C2W2 Optimization algorithms Flashcards
Batch
Learning through all the data at the same time
Mini-batch
Splitting the data (the power of 2 - 64, 128, 256, 512, 1024)
Exponentially weighted average
Parameter B (beta), values 0.9 (10 values average), 0.98 (30 values average)
Bias correction
Is needed in Exponentially weighted average to smooth incorrect value in the beginning
Gradient descent with momentum
Is needed to slower learning in incorrect dimensions. It’s an optimization algorithm. Input parameter Beta
In decays learning rate for the problematic direction.
Momentum takes past gradients into account to smooth out the steps of gradient descent. It can be applied with batch gradient descent, mini-batch gradient descent or stochastic gradient descent.
You have to tune a momentum hyperparameter 𝛽
and a learning rate 𝛼
RMSProp
Root mean square propagation. Optimization algorithm. Input parameter Beta2. Similar to the momentum optimization
ADAM
Adam optimization algorithm is basically taking momentum and RMSprop, and putting them together.
Relatively low memory requirements (though higher than gradient descent and gradient descent with momentum)
Usually works well even with little tuning of hyperparameters (except 𝛼)

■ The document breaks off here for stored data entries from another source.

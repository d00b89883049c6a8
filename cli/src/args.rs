//! CLI command definitions

use clap::{Parser, Subcommand, ValueEnum};
use std::path::PathBuf;

/// Output format for run results
#[derive(Debug, Clone, Copy, Default, PartialEq, Eq, ValueEnum)]
pub enum OutputFormat {
    /// The whole run report as JSON
    #[default]
    Json,
    /// Only the final step's output
    Text,
}

/// CLI arguments for council
#[derive(Parser, Debug)]
#[command(name = "council")]
#[command(author, version, about = "Run a council of workers through a sequence of steps")]
#[command(long_about = r#"
Council runs a task through a workflow of steps. Each step dispatches the
task to one or more workers (shell commands) and records the result in a
shared context that later steps can read.

Step kinds:
  solo      One worker answers
  parallel  Every worker answers independently
  debate    Workers propose, revise and vote on a winner
  split     The task is split into items, one fresh worker per item

Configuration files are loaded from (in priority order):
1. COUNCIL_* environment variables (COUNCIL_RUN__MAX_HISTORY=10)
2. --config <path>     Explicit config file
3. ./council.toml      Project-level config
4. ~/.config/council/config.toml   Global config

Example:
  council run "Design a cache for our API"
  council --config review.toml run --output text < task.md
  council validate
"#)]
pub struct Cli {
    #[command(subcommand)]
    pub command: Command,

    /// Verbosity level (-v = info, -vv = debug, -vvv = trace)
    #[arg(short, long, global = true, action = clap::ArgAction::Count)]
    pub verbose: u8,

    /// Path to configuration file
    #[arg(long, global = true, value_name = "PATH")]
    pub config: Option<PathBuf>,
}

#[derive(Subcommand, Debug)]
pub enum Command {
    /// Run the configured workflow on a task
    Run {
        /// The task; read from stdin when omitted or "-"
        task: Option<String>,

        /// Output format
        #[arg(short, long, value_enum, default_value = "json")]
        output: OutputFormat,

        /// Write the JSONL event transcript here (overrides log.events_path)
        #[arg(long, value_name = "PATH")]
        events: Option<PathBuf>,

        /// Suppress progress lines on stderr
        #[arg(short, long)]
        quiet: bool,
    },

    /// Check the configuration and list the workflow's steps
    Validate,
}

Best values for Beta1, Beta2
Beta1 = 0.9, Beta2 = 0.999
Learning rate decay
Helps to reduce noise when gradient descent coming to the optimum, by reducing learning rate as epoch increases
Local optimum
Mostly not applicable to the many-dimensional spaces, but may stumble upon plateaus, optimizations algorithm help to overcome this.
Fixed interval scheduling
Decaying learning rate every few steps (epochs)
Three important optimization techniques
Apply three different optimization methods to your models
Build mini-batches for your training set
Use learning rate decay scheduling to speed up your training
On which phase do optimisation algorithms(ADAM, RMSProp, Momentum) work?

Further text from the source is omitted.